Gong Lu (195–225), courtesy name Dexu, was an official of the state of Shu Han during the Three Kingdoms period of China.

Life
Gong Lu was from Anhan County (安漢縣), Baxi Commandery (巴西郡), which is present-day Nanchong, Sichuan. His father, Gong Chen (龔諶), served as an Officer of Merit (功曹) in Baxi Commandery. Between 211 and 214, the warlord Liu Bei attacked Yi Province (covering present-day Sichuan and Chongqing) in his bid to seize control of the province from Liu Zhang, the Governor of Yi Province. During this time, Gong Chen surrendered to Zhang Fei, a general under Liu Bei, and assisted Zhang Fei in capturing Baxi Commandery for Liu Bei.

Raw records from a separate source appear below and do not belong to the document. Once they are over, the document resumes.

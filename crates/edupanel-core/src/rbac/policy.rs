// Edupanel
// Copyright (C) 2025 Synerthink

// This program is free software: you can redistribute it and/or modify
// it under the terms of the GNU Affero General Public License as published by
// the Free Software Foundation, either version 3 of the License, or
// (at your option) any later version.

// This program is distributed in the hope that it will be useful,
// but WITHOUT ANY WARRANTY; without even the implied warranty of
// MERCHANTABILITY or FITNESS FOR A PARTICULAR PURPOSE.  See the
// GNU Affero General Public License for more details.

// You should have received a copy of the GNU Affero General Public License
// along with this program.  If not, see <http://www.gnu.org/licenses/>.

//! The single authorization primitive
//!
//! Every role or permission decision in the crate goes through
//! [`authorize`]. The super-admin override lives here and nowhere else.

use crate::rbac::permissions::{Permission, default_grants};
use crate::rbac::roles::Role;
use crate::session::Session;
use serde::Serialize;

/// What a route or action demands of the current session
#[derive(Debug, Clone, Copy, PartialEq, Eq, Default)]
pub struct Requirement {
    /// Roles allowed through; empty means any authenticated role
    pub roles: &'static [Role],

    /// Permission that must additionally be held
    pub permission: Option<Permission>,
}

impl Requirement {
    /// Any session with a valid role
    pub const fn any_authenticated() -> Self {
        Self { roles: &[], permission: None }
    }

    pub const fn roles(roles: &'static [Role]) -> Self {
        Self { roles, permission: None }
    }

    pub const fn permission(permission: Permission) -> Self {
        Self {
            roles: &[],
            permission: Some(permission),
        }
    }

    pub const fn with_permission(mut self, permission: Permission) -> Self {
        self.permission = Some(permission);
        self
    }
}

/// Outcome of an authorization check
#[derive(Debug, Clone, Copy, PartialEq, Eq, Serialize)]
#[serde(rename_all = "snake_case", tag = "decision")]
pub enum Authorization {
    Granted,
    NoSession,
    /// A session exists but its role is missing or unrecognised
    NoRole,
    RoleNotPermitted { role: Role },
    MissingPermission { role: Role, permission: Permission },
}

impl Authorization {
    pub fn is_granted(&self) -> bool {
        matches!(self, Authorization::Granted)
    }
}

/// Evaluate a requirement against a role
pub fn authorize_role(role: Option<Role>, requirement: &Requirement) -> Authorization {
    let Some(role) = role else {
        return Authorization::NoRole;
    };

    if role.is_super_admin() {
        return Authorization::Granted;
    }

    if !requirement.roles.is_empty() && !requirement.roles.contains(&role) {
        return Authorization::RoleNotPermitted { role };
    }

    if let Some(permission) = requirement.permission {
        if !default_grants(role).contains(&permission) {
            return Authorization::MissingPermission { role, permission };
        }
    }

    Authorization::Granted
}

/// Evaluate a requirement against the current session
pub fn authorize(session: Option<&Session>, requirement: &Requirement) -> Authorization {
    match session {
        Some(session) => authorize_role(session.role, requirement),
        None => Authorization::NoSession,
    }
}

pub fn is_authorized(session: Option<&Session>, requirement: &Requirement) -> bool {
    authorize(session, requirement).is_granted()
}

pub(crate) fn role_has_permission(role: Option<Role>, permission: Permission) -> bool {
    authorize_role(role, &Requirement::permission(permission)).is_granted()
}
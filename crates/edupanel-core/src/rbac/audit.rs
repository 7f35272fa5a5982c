// Edupanel
// Copyright (C) 2025 Synerthink

// This program is free software: you can redistribute it and/or modify
// it under the terms of the GNU Affero General Public License as published by
// the Free Software Foundation, either version 3 of the License, or
// (at your option) any later version.

// This program is distributed in the hope that it will be useful,
// but WITHOUT ANY WARRANTY; without even the implied warranty of
// MERCHANTABILITY or FITNESS FOR A PARTICULAR PURPOSE.  See the
// GNU Affero General Public License for more details.

// You should have received a copy of the GNU Affero General Public License
// along with this program.  If not, see <http://www.gnu.org/licenses/>.

//! Audit trail for access decisions

use chrono::{DateTime, Utc};
use parking_lot::Mutex;
use serde::{Deserialize, Serialize};
use std::collections::VecDeque;
use tracing::{info, warn};

/// Actor recorded for decisions made without a session
pub const ANONYMOUS: &str = "anonymous";

/// Audit event types
#[derive(Debug, Clone, Copy, Serialize, Deserialize, PartialEq, Eq, Hash)]
#[serde(rename_all = "snake_case")]
pub enum AuditEventType {
    /// Guard decision for a navigation
    Navigation,
    /// Startup session rehydration
    SessionRestored,
    Login,
    Logout,
}

/// Audit event result
#[derive(Debug, Clone, Copy, Serialize, Deserialize, PartialEq, Eq)]
#[serde(rename_all = "snake_case")]
pub enum AuditResult {
    Allowed,
    Redirected,
    Denied,
    Failed,
}

/// Audit event entry
#[derive(Debug, Clone, Serialize, Deserialize)]
pub struct AuditEvent {
    pub id: String,
    pub event_type: AuditEventType,
    pub timestamp: DateTime<Utc>,
    /// User id, or [`ANONYMOUS`]
    pub actor: String,
    pub path: Option<String>,
    pub result: AuditResult,
    pub detail: Option<String>,
}

impl AuditEvent {
    pub fn new(event_type: AuditEventType, actor: impl Into<String>, result: AuditResult) -> Self {
        Self {
            id: uuid::Uuid::new_v4().to_string(),
            event_type,
            timestamp: Utc::now(),
            actor: actor.into(),
            path: None,
            result,
            detail: None,
        }
    }

    pub fn with_path(mut self, path: impl Into<String>) -> Self {
        self.path = Some(path.into());
        self
    }

    pub fn with_detail(mut self, detail: impl Into<String>) -> Self {
        self.detail = Some(detail.into());
        self
    }
}

/// Bounded in-memory audit log, mirrored to structured logging
#[derive(Debug)]
pub struct AccessAuditLog {
    events: Mutex<VecDeque<AuditEvent>>,
    max_events: usize,
}

impl Default for AccessAuditLog {
    fn default() -> Self {
        Self::with_max_events(1000)
    }
}

impl AccessAuditLog {
    pub fn with_max_events(max_events: usize) -> Self {
        Self {
            events: Mutex::new(VecDeque::with_capacity(max_events.min(1024))),
            max_events: max_events.max(1),
        }
    }

    /// Record an event, dropping the oldest when full
    pub fn record(&self, event: AuditEvent) {
        match event.result {
            AuditResult::Allowed | AuditResult::Redirected => info!(
                event_type = ?event.event_type,
                actor = %event.actor,
                path = ?event.path,
                result = ?event.result,
                detail = ?event.detail,
                "Access audit event"
            ),
            AuditResult::Denied | AuditResult::Failed => warn!(
                event_type = ?event.event_type,
                actor = %event.actor,
                path = ?event.path,
                result = ?event.result,
                detail = ?event.detail,
                "Access audit event"
            ),
        }

        let mut events = self.events.lock();
        if events.len() == self.max_events {
            events.pop_front();
        }
        events.push_back(event);
    }

    /// Most recent events, newest last
    pub fn recent(&self, limit: usize) -> Vec<AuditEvent> {
        let events = self.events.lock();
        events.iter().skip(events.len().saturating_sub(limit)).cloned().collect()
    }

    pub fn by_actor(&self, actor: &str) -> Vec<AuditEvent> {
        self.events.lock().iter().filter(|e| e.actor == actor).cloned().collect()
    }

    pub fn by_result(&self, result: AuditResult) -> Vec<AuditEvent> {
        self.events.lock().iter().filter(|e| e.result == result).cloned().collect()
    }

    pub fn len(&self) -> usize {
        self.events.lock().len()
    }

    pub fn is_empty(&self) -> bool {
        self.events.lock().is_empty()
    }
}
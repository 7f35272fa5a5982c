// Edupanel
// Copyright (C) 2025 Synerthink

// This program is free software: you can redistribute it and/or modify
// it under the terms of the GNU Affero General Public License as published by
// the Free Software Foundation, either version 3 of the License, or
// (at your option) any later version.

// This program is distributed in the hope that it will be useful,
// but WITHOUT ANY WARRANTY; without even the implied warranty of
// MERCHANTABILITY or FITNESS FOR A PARTICULAR PURPOSE.  See the
// GNU Affero General Public License for more details.

// You should have received a copy of the GNU Affero General Public License
// along with this program.  If not, see <http://www.gnu.org/licenses/>.

//! Error types for the access layer
//!
//! The route guard and the session bootstrapper never fail: they recover by
//! redirecting or by clearing state. These errors cover the remaining fallible
//! surfaces (storage, route table construction, token issuing, configuration
//! and the authentication backend).

use thiserror::Error;

/// Access layer error types
#[derive(Error, Debug)]
pub enum AccessError {
    #[error("Unauthorized: {message}")]
    Unauthorized { message: String },

    #[error("Forbidden: {message}")]
    Forbidden { message: String },

    #[error("Invalid route table: {message}")]
    InvalidRouteTable { message: String },

    #[error("Invalid configuration: {message}")]
    InvalidConfig { message: String },

    #[error("Storage error: {message}")]
    Storage { message: String },

    #[error("Unknown role: {0}")]
    UnknownRole(String),

    #[error("Unknown permission: {0}")]
    UnknownPermission(String),

    #[error("JWT error: {0}")]
    JwtError(#[from] jsonwebtoken::errors::Error),

    #[error("Serde JSON error: {0}")]
    SerdeJsonError(#[from] serde_json::Error),

    #[error("IO error: {0}")]
    IoError(#[from] std::io::Error),

    #[error("Router error: {0}")]
    RouterError(String),
}

impl AccessError {
    /// Get the error type identifier
    pub fn error_type(&self) -> &'static str {
        match self {
            AccessError::Unauthorized { .. } => "unauthorized",
            AccessError::Forbidden { .. } => "forbidden",
            AccessError::InvalidRouteTable { .. } => "invalid_route_table",
            AccessError::InvalidConfig { .. } => "invalid_config",
            AccessError::Storage { .. } => "storage_error",
            AccessError::UnknownRole(_) => "unknown_role",
            AccessError::UnknownPermission(_) => "unknown_permission",
            AccessError::JwtError(_) => "jwt_error",
            AccessError::SerdeJsonError(_) => "json_error",
            AccessError::IoError(_) => "io_error",
            AccessError::RouterError(_) => "router_error",
        }
    }

    /// Whether the error came from rejected credentials rather than a fault
    pub fn is_auth_failure(&self) -> bool {
        matches!(self, AccessError::Unauthorized { .. } | AccessError::Forbidden { .. })
    }
}

/// Result type for access layer operations
pub type AccessResult<T> = Result<T, AccessError>;

impl From<matchit::InsertError> for AccessError {
    fn from(err: matchit::InsertError) -> Self {
        AccessError::RouterError(err.to_string())
    }
}
// Edupanel
// Copyright (C) 2025 Synerthink

// This program is free software: you can redistribute it and/or modify
// it under the terms of the GNU Affero General Public License as published by
// the Free Software Foundation, either version 3 of the License, or
// (at your option) any later version.

// This program is distributed in the hope that it will be useful,
// but WITHOUT ANY WARRANTY; without even the implied warranty of
// MERCHANTABILITY or FITNESS FOR A PARTICULAR PURPOSE.  See the
// GNU Affero General Public License for more details.

// You should have received a copy of the GNU Affero General Public License
// along with this program.  If not, see <http://www.gnu.org/licenses/>.

use anyhow::Result;
use edupanel_core::Config;
use serde::{Deserialize, Serialize};
use std::path::{Path, PathBuf};

/// Settings read from the optional TOML file
#[derive(Debug, Clone, Default, Serialize, Deserialize)]
#[serde(default)]
pub struct FileConfig {
    pub storage_path: Option<PathBuf>,
    pub jwt_secret: Option<String>,
    pub token_issuer: Option<String>,
    pub token_ttl_secs: Option<i64>,
    pub audit_capacity: Option<usize>,
    pub log_filter: Option<String>,
}

impl FileConfig {
    pub fn load_from_file(path: impl AsRef<Path>) -> Result<Self> {
        let content = std::fs::read_to_string(path)?;
        let config: Self = toml::from_str(&content)?;
        Ok(config)
    }
}

/// Fully resolved CLI settings
#[derive(Debug, Clone)]
pub struct CliConfig {
    pub panel: Config,
    pub storage_path: PathBuf,
    pub log_filter: String,
}

impl CliConfig {
    /// Layer defaults, the TOML file, `EDUPANEL_*` variables and flags, in
    /// increasing precedence
    pub fn resolve(cli_config: Option<PathBuf>, cli_storage: Option<PathBuf>) -> Result<Self> {
        let file = if let Some(config_path) = cli_config {
            FileConfig::load_from_file(config_path)?
        } else if let Ok(env_config) = std::env::var("EDUPANEL_CONFIG") {
            FileConfig::load_from_file(env_config)?
        } else {
            FileConfig::default()
        };

        let mut panel = Config::default();
        if let Some(path) = file.storage_path.clone() {
            panel.storage_path = Some(path);
        }
        if let Some(secret) = file.jwt_secret.clone() {
            panel.jwt_secret = secret;
        }
        if let Some(issuer) = file.token_issuer.clone() {
            panel.token_issuer = issuer;
        }
        if let Some(ttl) = file.token_ttl_secs {
            panel.token_ttl_secs = ttl;
        }
        if let Some(capacity) = file.audit_capacity {
            panel.audit_capacity = capacity;
        }

        panel.apply_env();

        if let Some(path) = cli_storage {
            panel.storage_path = Some(path);
        }

        let storage_path = panel.storage_path.clone().unwrap_or_else(default_storage_path);
        panel.storage_path = Some(storage_path.clone());
        panel.validate()?;

        let log_filter = std::env::var("RUST_LOG").ok().or(file.log_filter).unwrap_or_else(|| "info".to_string());

        Ok(Self {
            panel,
            storage_path,
            log_filter,
        })
    }
}

/// `<data dir>/edupanel/storage.json`, falling back to the working directory
fn default_storage_path() -> PathBuf {
    dirs::data_local_dir().unwrap_or_else(|| PathBuf::from(".")).join("edupanel").join("storage.json")
}
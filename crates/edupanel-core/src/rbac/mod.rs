// Edupanel
// Copyright (C) 2025 Synerthink

// This program is free software: you can redistribute it and/or modify
// it under the terms of the GNU Affero General Public License as published by
// the Free Software Foundation, either version 3 of the License, or
// (at your option) any later version.

// This program is distributed in the hope that it will be useful,
// but WITHOUT ANY WARRANTY; without even the implied warranty of
// MERCHANTABILITY or FITNESS FOR A PARTICULAR PURPOSE.  See the
// GNU Affero General Public License for more details.

// You should have received a copy of the GNU Affero General Public License
// along with this program.  If not, see <http://www.gnu.org/licenses/>.

//! Role-Based Access Control (RBAC)
//!
//! This module provides the closed role registry, the permission grant table,
//! the single authorization primitive, per-role capabilities derived from the
//! route table, and the access audit log.

pub mod audit;
pub mod capabilities;
pub mod permissions;
pub mod policy;
pub mod roles;

pub use audit::*;
pub use capabilities::*;
pub use permissions::*;
pub use policy::*;
pub use roles::*;
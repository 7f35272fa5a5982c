// Edupanel
// Copyright (C) 2025 Synerthink

// This program is free software: you can redistribute it and/or modify
// it under the terms of the GNU Affero General Public License as published by
// the Free Software Foundation, either version 3 of the License, or
// (at your option) any later version.

// This program is distributed in the hope that it will be useful,
// but WITHOUT ANY WARRANTY; without even the implied warranty of
// MERCHANTABILITY or FITNESS FOR A PARTICULAR PURPOSE.  See the
// GNU Affero General Public License for more details.

// You should have received a copy of the GNU Affero General Public License
// along with this program.  If not, see <http://www.gnu.org/licenses/>.

//! Panel facade
//!
//! Owns the session writer and wires bootstrap, guard, capabilities, audit
//! and the auth backend together. Hosts hold one `Panel` and hand its
//! [`SessionObserver`]s to whatever needs to read the session.

use crate::backend::{AuthBackend, LoginRequest};
use crate::config::Config;
use crate::error::AccessResult;
use crate::guard::{GuardDecision, GuardState, Navigation, RouteGuard};
use crate::rbac::audit::{ANONYMOUS, AccessAuditLog, AuditEvent, AuditEventType, AuditResult};
use crate::rbac::capabilities::{CapabilityTable, MenuEntry};
use crate::rbac::policy::is_authorized;
use crate::router::{LOGIN_PATH, RouteTable, default_route};
use crate::session::{AUTH_TOKEN_KEY, BootstrapOutcome, Session, SessionBootstrapper, SessionObserver, SessionStorage, SessionWriter, USER_DATA_KEY, session_channel};
use std::sync::{Arc, OnceLock};
use tracing::{info, warn};

/// Result of a successful login
#[derive(Debug, Clone, PartialEq, Eq)]
pub struct LoginOutcome {
    pub session: Session,
    /// Where the host should navigate next
    pub redirect_to: String,
}

/// The access layer of one running panel
pub struct Panel {
    guard: RouteGuard,
    capabilities: CapabilityTable,
    storage: Arc<dyn SessionStorage>,
    backend: Arc<dyn AuthBackend>,
    writer: SessionWriter,
    observer: SessionObserver,
    audit: AccessAuditLog,
    bootstrap: OnceLock<BootstrapOutcome>,
}

impl Panel {
    /// Build a panel over the standard route table
    pub fn new(config: &Config, storage: Arc<dyn SessionStorage>, backend: Arc<dyn AuthBackend>) -> AccessResult<Self> {
        Self::with_routes(config, RouteTable::standard()?, storage, backend)
    }

    pub fn with_routes(config: &Config, routes: RouteTable, storage: Arc<dyn SessionStorage>, backend: Arc<dyn AuthBackend>) -> AccessResult<Self> {
        config.validate()?;

        let routes = Arc::new(routes);
        let (writer, observer) = session_channel();

        Ok(Self {
            guard: RouteGuard::new(routes.clone()),
            capabilities: CapabilityTable::from_routes(&routes),
            storage,
            backend,
            writer,
            observer,
            audit: AccessAuditLog::with_max_events(config.audit_capacity),
            bootstrap: OnceLock::new(),
        })
    }

    /// Rehydrate the session from storage
    ///
    /// Only the first call does any work; later calls return the first outcome.
    pub fn start(&self) -> &BootstrapOutcome {
        self.bootstrap.get_or_init(|| {
            let outcome = SessionBootstrapper::new(self.storage.clone()).run(&self.writer);

            let actor = outcome.session().map(|s| s.id.clone()).unwrap_or_else(|| ANONYMOUS.to_string());
            let result = if outcome.session().is_some() { AuditResult::Allowed } else { AuditResult::Redirected };
            self.audit.record(AuditEvent::new(AuditEventType::SessionRestored, actor, result).with_detail(outcome.label()));

            outcome
        })
    }

    pub fn is_started(&self) -> bool {
        self.bootstrap.get().is_some()
    }

    /// Decide a navigation, waiting for the bootstrap when needed
    pub async fn navigate(&self, path: &str) -> GuardDecision {
        let mut observer = self.observer.clone();
        let decision = self.guard.navigate(&mut observer, path).await;
        self.record_navigation(&decision);
        decision
    }

    /// Decide a navigation against the current state without waiting
    pub fn navigate_now(&self, path: &str) -> GuardDecision {
        let decision = self.guard.evaluate(&self.observer.snapshot(), path);
        self.record_navigation(&decision);
        decision
    }

    /// Sign in, persist the credentials and publish the session
    ///
    /// Returns where to go next: `from` if the new session may open it,
    /// otherwise the role's default route. On any error the session state is
    /// left unchanged.
    pub async fn login(&self, email: &str, password: &str, from: Option<&str>) -> AccessResult<LoginOutcome> {
        let request = LoginRequest {
            email: email.to_string(),
            password: password.to_string(),
        };

        let response = match self.backend.login(request).await {
            Ok(response) => response,
            Err(e) => {
                self.audit.record(AuditEvent::new(AuditEventType::Login, ANONYMOUS, AuditResult::Failed).with_detail(e.error_type()));
                return Err(e);
            }
        };

        let user_data = serde_json::to_string(&response.user)?;
        let previous_token = self.storage.get(AUTH_TOKEN_KEY).unwrap_or_else(|e| {
            warn!(error = %e, "Failed to read stored token before login");
            None
        });

        self.storage.set(AUTH_TOKEN_KEY, &response.token)?;
        if let Err(e) = self.storage.set(USER_DATA_KEY, &user_data) {
            warn!(error = %e, "Failed to persist user record; rolling back login");
            self.rollback_token(previous_token.as_deref());
            self.audit.record(AuditEvent::new(AuditEventType::Login, response.user.id.clone(), AuditResult::Failed).with_detail(e.error_type()));
            return Err(e);
        }

        let session = response.user;
        let redirect_to = self.post_login_path(&session, from);
        self.writer.establish(session.clone());

        info!(user_id = %session.id, role = ?session.role, redirect_to = %redirect_to, "Signed in");
        self.audit.record(AuditEvent::new(AuditEventType::Login, session.id.clone(), AuditResult::Allowed).with_path(redirect_to.clone()));

        Ok(LoginOutcome { session, redirect_to })
    }

    /// Sign out locally and on the backend
    ///
    /// Backend and storage failures are logged, never returned: the local
    /// session is always cleared.
    pub async fn logout(&self) -> Navigation {
        let actor = self.observer.session().map(|s| s.id).unwrap_or_else(|| ANONYMOUS.to_string());

        match self.storage.get(AUTH_TOKEN_KEY) {
            Ok(Some(token)) => {
                if let Err(e) = self.backend.logout(&token).await {
                    warn!(error = %e, "Backend logout failed");
                }
            }
            Ok(None) => {}
            Err(e) => warn!(error = %e, "Failed to read stored token during logout"),
        }

        for key in [AUTH_TOKEN_KEY, USER_DATA_KEY] {
            if let Err(e) = self.storage.remove(key) {
                warn!(key, error = %e, "Failed to remove credential during logout");
            }
        }

        self.writer.clear();
        info!(user_id = %actor, "Signed out");
        self.audit.record(AuditEvent::new(AuditEventType::Logout, actor, AuditResult::Allowed).with_path(LOGIN_PATH));

        Navigation::Redirect {
            to: LOGIN_PATH.to_string(),
            from: None,
        }
    }

    /// Post-login destination for `session`
    pub fn post_login_path(&self, session: &Session, from: Option<&str>) -> String {
        if let Some(from) = from {
            let descriptor = self.guard.routes().resolve(from).descriptor;
            if !descriptor.public && is_authorized(Some(session), &descriptor.requirement) {
                return from.to_string();
            }
        }

        default_route(session.role).to_string()
    }

    /// Menu entries for the current session
    pub fn menu(&self) -> Vec<MenuEntry> {
        self.capabilities.menu(self.observer.snapshot().role()).to_vec()
    }

    pub fn observer(&self) -> SessionObserver {
        self.observer.clone()
    }

    pub fn session(&self) -> Option<Session> {
        self.observer.session()
    }

    pub fn routes(&self) -> &RouteTable {
        self.guard.routes()
    }

    pub fn capabilities(&self) -> &CapabilityTable {
        &self.capabilities
    }

    pub fn audit(&self) -> &AccessAuditLog {
        &self.audit
    }

    /// Put back the token of the session still held in memory, or clear both
    /// keys when there was none
    fn rollback_token(&self, previous: Option<&str>) {
        let restored = match previous {
            Some(token) => self.storage.set(AUTH_TOKEN_KEY, token),
            None => self.storage.remove(AUTH_TOKEN_KEY).and_then(|_| self.storage.remove(USER_DATA_KEY)),
        };

        if let Err(e) = restored {
            warn!(error = %e, "Failed to roll back stored credentials");
        }
    }

    fn record_navigation(&self, decision: &GuardDecision) {
        let result = match decision.state {
            GuardState::Loading => return,
            GuardState::Authorized => AuditResult::Allowed,
            GuardState::PublicOk if decision.navigation.view().is_some() => AuditResult::Allowed,
            GuardState::PublicOk | GuardState::AuthRequired => AuditResult::Redirected,
            GuardState::RoleDenied => AuditResult::Denied,
        };

        let actor = decision.context.session.as_ref().map(|s| s.id.clone()).unwrap_or_else(|| ANONYMOUS.to_string());
        let detail = match decision.authorization {
            Some(authorization) => serde_json::to_string(&authorization).unwrap_or_default(),
            None => format!("{:?}", decision.state),
        };

        self.audit.record(AuditEvent::new(AuditEventType::Navigation, actor, result).with_path(decision.requested.clone()).with_detail(detail));
    }
}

In 214, after Liu Bei successfully took over Yi Province and became the new Governor, he appointed Gong Lu's father, Gong Chen, as the Administrator (太守) of Qianwei Commandery (犍為郡; around present-day Meishan, Sichuan). At the same time, he also appointed Gong Lu as an Assistant Officer (從事) and Officer of the Standard (牙門將) in Ba Commandery.

When he was transferred to Ba Commandery, Gong Lu along with another scholar Yao Zhou (姚伷) were famous and popular with high rank and salary yet they admired Zhang Ni whose rank was lower than them for his accomplishment and became friends with him.

In 225, Gong Lu became the Administrator of Yuexi/Yuesui Commandery (越巂郡; covering parts of present-day southern Sichuan). In the same year, he joined Zhuge Liang, the Imperial Chancellor of Shu, on a military campaign against rebels and the Nanman tribes in the Nanzhong region of southern Shu. He was killed in battle.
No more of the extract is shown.